No Man is an Island: Aris Explores Childhood, Couplehood and Parenthood with Flip Book Speeds
Lebanese filmmaker Cyril Aris utilizes the three distinct yet related measurements of time elapsed, time apart, and time away to craft an ode to the invisible, happy-chance forces that govern human connection. With a focus on the cosmos’s funny way of intervening in matters of the heart, his film, A Sad and Beautiful World, lackadaisically shifts across tones, eras, and economic struggles. At its core, the fiction offering captures an inner-child wonder that still nourishes some adults, raising the question of whether an individual will choose to break the cycle of circumstance or perpetuate it for the next generation. While following a cinematic tradition of using (false) hope to counter dire situations, the film’s whimsical and innocent style unfortunately glosses over some of its own more anchoring aspects, – on how people are forced apart or to part.
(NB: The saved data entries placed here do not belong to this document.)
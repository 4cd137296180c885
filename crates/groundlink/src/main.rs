mod attitude;
mod cmd;
mod exit;
mod logging;
mod output;

use clap::Parser;

use crate::cmd::Command;
use crate::logging::{init_logging, LogFormat, LogLevel};
use crate::output::OutputFormat;

#[derive(Parser, Debug)]
#[command(name = "groundlink", version, about = "Serial telemetry ground station")]
struct Cli {
    /// Output format.
    #[arg(long, value_name = "FORMAT", global = true)]
    format: Option<OutputFormat>,

    /// Log output format (stderr).
    #[arg(long, value_name = "FORMAT", default_value = "text", global = true)]
    log_format: LogFormat,

    /// Minimum log level (stderr).
    #[arg(long, value_name = "LEVEL", default_value = "info", global = true)]
    log_level: LogLevel,

    #[command(subcommand)]
    command: Command,
}

fn main() {
    let cli = Cli::parse();
    init_logging(cli.log_format, cli.log_level);

    let format = cli.format.unwrap_or_else(OutputFormat::default_for_stdout);
    match cmd::run(cli.command, format) {
        Ok(code) => std::process::exit(code),
        Err(err) => {
            eprintln!("error: {err}");
            std::process::exit(err.code);
        }
    }
}
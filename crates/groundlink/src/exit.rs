use std::fmt;
use std::io;

use groundlink_frame::FrameError;
use groundlink_mux::MuxError;
use groundlink_transport::TransportError;

pub const SUCCESS: i32 = 0;
pub const FAILURE: i32 = 1;
pub const TRANSPORT_ERROR: i32 = 3;
pub const HEALTH_CHECK_FAILED: i32 = 30;
pub const PERMISSION_DENIED: i32 = 50;
pub const DATA_INVALID: i32 = 60;
pub const USAGE: i32 = 64;
pub const TIMEOUT: i32 = 124;
pub const INTERNAL: i32 = 125;

pub type CliResult<T> = Result<T, CliError>;

#[derive(Debug)]
pub struct CliError {
    pub code: i32,
    pub message: String,
}

impl CliError {
    pub fn new(code: i32, message: impl Into<String>) -> Self {
        Self {
            code,
            message: message.into(),
        }
    }

    pub fn usage(message: impl Into<String>) -> Self {
        Self::new(USAGE, message)
    }
}

impl fmt::Display for CliError {
    fn fmt(&self, f: &mut fmt::Formatter<'_>) -> fmt::Result {
        write!(f, "{}", self.message)
    }
}

impl std::error::Error for CliError {}

pub fn io_error(context: &str, err: io::Error) -> CliError {
    let code = match err.kind() {
        io::ErrorKind::PermissionDenied => PERMISSION_DENIED,
        io::ErrorKind::TimedOut | io::ErrorKind::WouldBlock => TIMEOUT,
        io::ErrorKind::NotFound => FAILURE,
        _ => INTERNAL,
    };
    CliError::new(code, format!("{context}: {err}"))
}

pub fn transport_error(context: &str, err: TransportError) -> CliError {
    match err {
        TransportError::DeviceUnavailable { ref source, .. }
        | TransportError::Configure { ref source, .. }
            if source.kind() == io::ErrorKind::PermissionDenied =>
        {
            CliError::new(PERMISSION_DENIED, format!("{context}: {err}"))
        }
        TransportError::Io(source) => io_error(context, source),
        TransportError::UnsupportedBaud(_) | TransportError::InvalidBaud(_) => {
            CliError::new(USAGE, format!("{context}: {err}"))
        }
        other => CliError::new(TRANSPORT_ERROR, format!("{context}: {other}")),
    }
}

pub fn frame_error(context: &str, err: FrameError) -> CliError {
    match err {
        FrameError::Io(source) => io_error(context, source),
        FrameError::BufferOverflow { .. } => CliError::new(FAILURE, format!("{context}: {err}")),
        other => CliError::new(DATA_INVALID, format!("{context}: {other}")),
    }
}

pub fn mux_error(context: &str, err: MuxError) -> CliError {
    match err {
        MuxError::Transport(err) => transport_error(context, err),
        MuxError::Frame(err) => frame_error(context, err),
        MuxError::BufferOverflow { .. } | MuxError::Stopped => {
            CliError::new(FAILURE, format!("{context}: {err}"))
        }
        other => CliError::new(INTERNAL, format!("{context}: {other}")),
    }
}
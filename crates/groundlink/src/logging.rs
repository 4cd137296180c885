use clap::ValueEnum;
use tracing::level_filters::LevelFilter;

#[derive(Copy, Clone, Debug, PartialEq, Eq, ValueEnum)]
pub enum LogFormat {
    Text,
    Json,
}

#[derive(Copy, Clone, Debug, PartialEq, Eq, ValueEnum)]
pub enum LogLevel {
    Error,
    Warn,
    Info,
    Debug,
    Trace,
}

impl From<LogLevel> for LevelFilter {
    fn from(level: LogLevel) -> Self {
        match level {
            LogLevel::Error => LevelFilter::ERROR,
            LogLevel::Warn => LevelFilter::WARN,
            LogLevel::Info => LevelFilter::INFO,
            LogLevel::Debug => LevelFilter::DEBUG,
            LogLevel::Trace => LevelFilter::TRACE,
        }
    }
}

/// Install the stderr subscriber. Packet output owns stdout.
pub fn init_logging(format: LogFormat, level: LogLevel) {
    let builder = tracing_subscriber::fmt()
        .with_writer(std::io::stderr)
        .with_max_level(LevelFilter::from(level))
        .with_ansi(false)
        .with_thread_names(true)
        .with_target(false);

    let _ = match format {
        LogFormat::Text => builder.try_init(),
        LogFormat::Json => builder.json().try_init(),
    };
}
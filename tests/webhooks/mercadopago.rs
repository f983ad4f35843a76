//! Mercado Pago notifications against a mock payments API

#[path = "../common/mod.rs"]
mod common;

use axum::body::Body;
use axum::extract::Path;
use axum::http::{Request, StatusCode};
use axum::routing::{get, post};
use axum::{Json, Router};
use common::*;
use coursehub::payments::signature_for;
use serde_json::{Value, json};

const WEBHOOK_SECRET: &str = "mp-webhook-secret";
const PAYMENT_ID: u64 = 9001;
const ORDER_ID: u64 = 555;

/// Payments API that answers every lookup with one payment in `status`.
fn payments_api(purchase_id: &str, status: &'static str, amount: f64) -> Router {
    let payment = json!({
        "id": PAYMENT_ID,
        "status": status,
        "status_detail": if status == "approved" { "accredited" } else { "cc_rejected_other_reason" },
        "external_reference": purchase_id,
        "transaction_amount": amount,
        "currency_id": "USD",
        "order": {"id": ORDER_ID}
    });
    let order = json!({
        "id": ORDER_ID,
        "external_reference": purchase_id,
        "payments": [{"id": PAYMENT_ID, "status": status}]
    });
    mock_api(payment, order)
}

/// An approved payment whose purchase id is only on its merchant order.
fn order_referenced_api(purchase_id: &str) -> Router {
    let payment = json!({
        "id": PAYMENT_ID,
        "status": "approved",
        "status_detail": "accredited",
        "external_reference": null,
        "transaction_amount": 50.0,
        "currency_id": "USD",
        "order": {"id": ORDER_ID}
    });
    let order = json!({
        "id": ORDER_ID,
        "external_reference": purchase_id,
        "payments": [{"id": PAYMENT_ID, "status": "approved"}]
    });
    mock_api(payment, order)
}

fn mock_api(payment: Value, order: Value) -> Router {
    Router::new()
        .route(
            "/v1/payments/{id}",
            get(move |Path(id): Path<u64>| {
                let payment = payment.clone();
                async move {
                    if id == PAYMENT_ID {
                        Ok(Json(payment))
                    } else {
                        Err(StatusCode::NOT_FOUND)
                    }
                }
            }),
        )
        .route(
            "/merchant_orders/{id}",
            get(move |Path(id): Path<u64>| {
                let order = order.clone();
                async move {
                    if id == ORDER_ID {
                        Ok(Json(order))
                    } else {
                        Err(StatusCode::NOT_FOUND)
                    }
                }
            }),
        )
}

struct Store {
    app: TestApp,
    student: User,
    course: Course,
    purchase: Purchase,
}

impl Store {
    fn enrolled(&self) -> bool {
        queries::has_active_enrollment(&self.app.conn(), &self.student.id, &self.course.id).unwrap()
    }

    fn status(&self) -> PurchaseStatus {
        purchase_status(&self.app.conn(), &self.purchase.id)
    }
}

/// A pending Mercado Pago purchase; `api` is built once its id is known.
async fn store(
    secret: Option<&str>,
    api: impl FnOnce(&str) -> Router,
) -> Store {
    // The mock answers with the purchase id, so the client is attached last
    let seed = TestApp::new();
    let conn = seed.conn();
    let instructor = create_test_user(&conn, "instructor@example.com", UserRole::Instructor);
    let student = create_test_user(&conn, "student@example.com", UserRole::Student);
    let (course, _) = create_test_course(&conn, &instructor.id, "rust-basics", 5000, 1, true);
    drop(conn);
    let purchase = create_pending_purchase(
        &mut seed.conn(),
        &student.id,
        &[&course],
        PaymentProvider::MercadoPago,
    );

    let base = spawn_mock_server(api(&purchase.id)).await;
    let mut app = seed;
    app.state.mercadopago = Some(
        MercadoPagoClient::new(&mercadopago_settings(&base, secret)).with_retry_delays(vec![]),
    );
    Store {
        app,
        student,
        course,
        purchase,
    }
}

fn notification(data_id: &str) -> Value {
    json!({"type": "payment", "action": "payment.updated", "data": {"id": data_id}})
}

fn webhook_request(query: &str, body: &Value, signature: Option<(&str, &str)>) -> Request<Body> {
    let mut builder = Request::builder()
        .method("POST")
        .uri(format!("/webhooks/mercadopago?{}", query))
        .header("content-type", "application/json");
    if let Some((request_id, header)) = signature {
        builder = builder
            .header("x-request-id", request_id)
            .header("x-signature", header);
    }
    builder
        .body(Body::from(serde_json::to_vec(body).unwrap()))
        .unwrap()
}

fn payment_query() -> String {
    format!("data.id={}&type=payment", PAYMENT_ID)
}

#[tokio::test]
async fn approved_payment_fulfills_purchase() {
    let store = store(None, |id| payments_api(id, "approved", 50.0)).await;

    let (status, body) = store
        .app
        .send(webhook_request(&payment_query(), &notification(&PAYMENT_ID.to_string()), None))
        .await;
    assert_eq!(status, StatusCode::OK);
    assert_eq!(body, "OK");
    assert_eq!(store.status(), PurchaseStatus::Paid);
    assert!(store.enrolled());

    let purchase = queries::get_purchase_by_id(&store.app.conn(), &store.purchase.id)
        .unwrap()
        .unwrap();
    assert_eq!(purchase.provider_payment_id.as_deref(), Some("9001"));
    assert_eq!(purchase.provider_merchant_order_id.as_deref(), Some("555"));

    // Mercado Pago repeats notifications for the same payment state
    let (_, body) = store
        .app
        .send(webhook_request(&payment_query(), &notification(&PAYMENT_ID.to_string()), None))
        .await;
    assert_eq!(body, "Already processed");
}

#[tokio::test]
async fn rejected_payment_fails_purchase() {
    let store = store(None, |id| payments_api(id, "rejected", 50.0)).await;

    store
        .app
        .send(webhook_request(&payment_query(), &notification(&PAYMENT_ID.to_string()), None))
        .await;
    assert_eq!(store.status(), PurchaseStatus::Failed);
    assert!(!store.enrolled());

    let purchase = queries::get_purchase_by_id(&store.app.conn(), &store.purchase.id)
        .unwrap()
        .unwrap();
    assert_eq!(purchase.failure_reason.as_deref(), Some("cc_rejected_other_reason"));
}

#[tokio::test]
async fn underpaid_approval_is_rejected() {
    let store = store(None, |id| payments_api(id, "approved", 10.0)).await;

    store
        .app
        .send(webhook_request(&payment_query(), &notification(&PAYMENT_ID.to_string()), None))
        .await;
    assert_eq!(store.status(), PurchaseStatus::Failed);
    assert!(!store.enrolled());
}

#[tokio::test]
async fn pending_payment_is_ignored() {
    let store = store(None, |id| payments_api(id, "in_process", 50.0)).await;

    let (status, body) = store
        .app
        .send(webhook_request(&payment_query(), &notification(&PAYMENT_ID.to_string()), None))
        .await;
    assert_eq!(status, StatusCode::OK);
    assert_eq!(body, "Event ignored");
    assert_eq!(store.status(), PurchaseStatus::Pending);
}

#[tokio::test]
async fn failed_lookup_asks_for_retry() {
    let store = store(None, |id| payments_api(id, "approved", 50.0)).await;

    let (status, _) = store
        .app
        .send(webhook_request("data.id=42&type=payment", &notification("42"), None))
        .await;
    assert_eq!(status, StatusCode::INTERNAL_SERVER_ERROR);
    assert_eq!(store.status(), PurchaseStatus::Pending);
}

#[tokio::test]
async fn merchant_order_notification_uses_approved_payment() {
    let store = store(None, |id| payments_api(id, "approved", 50.0)).await;

    // Legacy IPN format with an empty body
    let request = Request::builder()
        .method("POST")
        .uri(format!("/webhooks/mercadopago?topic=merchant_order&id={}", ORDER_ID))
        .body(Body::empty())
        .unwrap();
    let (status, body) = store.app.send(request).await;
    assert_eq!(status, StatusCode::OK);
    assert_eq!(body, "OK");
    assert_eq!(store.status(), PurchaseStatus::Paid);
}

#[tokio::test]
async fn payment_without_reference_resolves_through_merchant_order() {
    let store = store(None, order_referenced_api).await;

    let (status, body) = store
        .app
        .send(webhook_request(&payment_query(), &notification(&PAYMENT_ID.to_string()), None))
        .await;
    assert_eq!(status, StatusCode::OK);
    assert_eq!(body, "OK");
    assert_eq!(store.status(), PurchaseStatus::Paid);
    assert!(store.enrolled());
}

#[tokio::test]
async fn signed_notifications_are_verified() {
    let store = store(Some(WEBHOOK_SECRET), |id| payments_api(id, "approved", 50.0)).await;
    let data_id = PAYMENT_ID.to_string();
    let body = notification(&data_id);
    let ts = chrono::Utc::now().timestamp_millis().to_string();

    // Unsigned
    let (status, _) = store
        .app
        .send(webhook_request(&payment_query(), &body, None))
        .await;
    assert_eq!(status, StatusCode::UNAUTHORIZED);

    // Signed with another secret
    let forged = signature_for("other-secret", &ts, Some("req-1"), Some(&data_id)).unwrap();
    let header = format!("ts={},v1={}", ts, forged);
    let (status, _) = store
        .app
        .send(webhook_request(&payment_query(), &body, Some(("req-1", &header))))
        .await;
    assert_eq!(status, StatusCode::UNAUTHORIZED);
    assert_eq!(store.status(), PurchaseStatus::Pending);

    let valid = signature_for(WEBHOOK_SECRET, &ts, Some("req-1"), Some(&data_id)).unwrap();
    let header = format!("ts={},v1={}", ts, valid);
    let (status, _) = store
        .app
        .send(webhook_request(&payment_query(), &body, Some(("req-1", &header))))
        .await;
    assert_eq!(status, StatusCode::OK);
    assert_eq!(store.status(), PurchaseStatus::Paid);
}

#[tokio::test]
async fn checkout_creates_preference() {
    let mock = Router::new().route(
        "/checkout/preferences",
        post(|Json(request): Json<Value>| async move {
            assert_eq!(request["items"][0]["currency_id"], "USD");
            Json(json!({
                "id": "pref_123",
                "init_point": "https://mp.test/checkout?pref_id=pref_123"
            }))
        }),
    );
    let base = spawn_mock_server(mock).await;
    let app = TestApp::with_gateways(None, Some(mercadopago_settings(&base, None)));
    let conn = app.conn();
    let instructor = create_test_user(&conn, "instructor@example.com", UserRole::Instructor);
    let student = create_test_user(&conn, "student@example.com", UserRole::Student);
    let (course, _) = create_test_course(&conn, &instructor.id, "rust-basics", 5000, 1, true);
    drop(conn);
    let token = token_for(&app.state, &student);

    app.send(json_request(
        "POST",
        "/cart/items",
        Some(&token),
        &json!({"course_id": course.id}),
    ))
    .await;
    let (status, body) = app
        .send(json_request(
            "POST",
            "/checkout",
            Some(&token),
            &json!({"provider": "mercadopago"}),
        ))
        .await;
    assert_eq!(status, StatusCode::CREATED);
    assert_eq!(body["checkout_url"], "https://mp.test/checkout?pref_id=pref_123");

    let purchase = queries::find_purchase_by_checkout_id(
        &app.conn(),
        PaymentProvider::MercadoPago,
        "pref_123",
    )
    .unwrap()
    .expect("preference id should be stored");
    assert_eq!(purchase.status, PurchaseStatus::Pending);
}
Set against the vibrant yet strained backdrop of a bustling cityscape, the often-blurred demarcations between its different time periods are sharply drawn by the state of Nino’s once-thriving restaurant, a microcosm of the nation’s struggles as it has trouble keeping afloat. The times are so persistently tough that even the amicable resolution of a sudden accident—is insight on survival and a scratch your back barter system. Within this fragile ecosystem, we meet Hasan (Hasan Akil of Memory Box) and Yasmina (played by filmmaker Mounia Akl), whose tentative reconnection forms the emotional core of the story which begins almost at birth (they were born one day apart). In their interactions, the film explores its central theme: how shared events are either fortified by memory or eroded by the weight of silence and time.
Written by Aris and Bane Fakih, the narrative is deeply embedded in the specific reality of a Lebanon (a country that runs on generators) —when the lights go out, or a missile shrapnel explodes they become powerful metaphors for a nation’s precarious state. As the film emphatically suggests, the people of Beirut are constantly faced with a choice: to find the energy to restart, or to finally give up. In retrospect, this explains the mass exodus where millions of Lebanese now live outside the country’s borders, sustaining themselves on the wishful thinking that has become part of the national DNA: “When things get better, we’ll go back to Beirut.”
A Sad and Beautiful World captures the tension between the desperate need to leave and the eternal longing to return but the playtime that Akil and Akl do get together plays more like a highlight real than dramatically compounding. With the relationship getting visual the footnote treatment there is a lack of mileage to explore their connection when confronted by bigger choices. This does not take away from the film’s playfulness – there are crafty moments of tenderness and inventiveness with a discussion told thru a peephole but its lacking a sort of Blue Valentine type depth that moment where two become three and where decisions are more consequential.
Reviewed on August 31st at the 2025 Venice Film Festival (82nd edition) – Giornate degli Autori. 110 Mins.